### Task description
Your answer should consist of every line from the records that holds the string "Serialize".

### Provided records
//! ProjectContext domain model — scratch memory used to enrich worker prompts.
//!
//! Unique by `(project_id, category, key)`; not part of the critical path,
//! so repositories upsert on conflict rather than erroring.

use chrono::{DateTime, Utc};
use serde::{Deserialize, Serialize};
use uuid::Uuid;

#[derive(Debug, Clone, Serialize, Deserialize)]
pub struct ProjectContext {
    pub id: Uuid,
    pub project_id: Uuid,
    pub category: String,
    pub key: String,
    pub content: String,
    pub source_agent_id: Option<Uuid>,
    pub source_step_id: Option<Uuid>,
    pub created_at: DateTime<Utc>,
}

impl ProjectContext {
    #[must_use]
    pub fn new(
        project_id: Uuid,
        category: impl Into<String>,
        key: impl Into<String>,
        content: impl Into<String>,
    ) -> Self {
        Self {
            id: Uuid::now_v7(),
            project_id,
            category: category.into(),
            key: key.into(),
            content: content.into(),
            source_agent_id: None,
            source_step_id: None,
            created_at: Utc::now(),
        }
    }
}
//! Trigger repository port.

use async_trait::async_trait;
use uuid::Uuid;

use crate::domain::errors::DomainResult;
use crate::domain::models::Trigger;

#[async_trait]
pub trait TriggerRepository: Send + Sync {
    async fn create(&self, trigger: &Trigger) -> DomainResult<()>;
    async fn get(&self, id: Uuid) -> DomainResult<Option<Trigger>>;
    async fn get_by_name(&self, project_id: Uuid, name: &str) -> DomainResult<Option<Trigger>>;
    async fn update(&self, trigger: &Trigger) -> DomainResult<()>;
    async fn delete(&self, id: Uuid) -> DomainResult<()>;
    async fn list(&self, project_id: Uuid) -> DomainResult<Vec<Trigger>>;

    /// Enabled triggers across all projects, in creation order (spec §4.3
    /// "triggers are evaluated in creation order").
    async fn list_enabled(&self) -> DomainResult<Vec<Trigger>>;
}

### Exercise answer
use serde::{Deserialize, Serialize};
#[derive(Debug, Clone, Serialize, Deserialize)]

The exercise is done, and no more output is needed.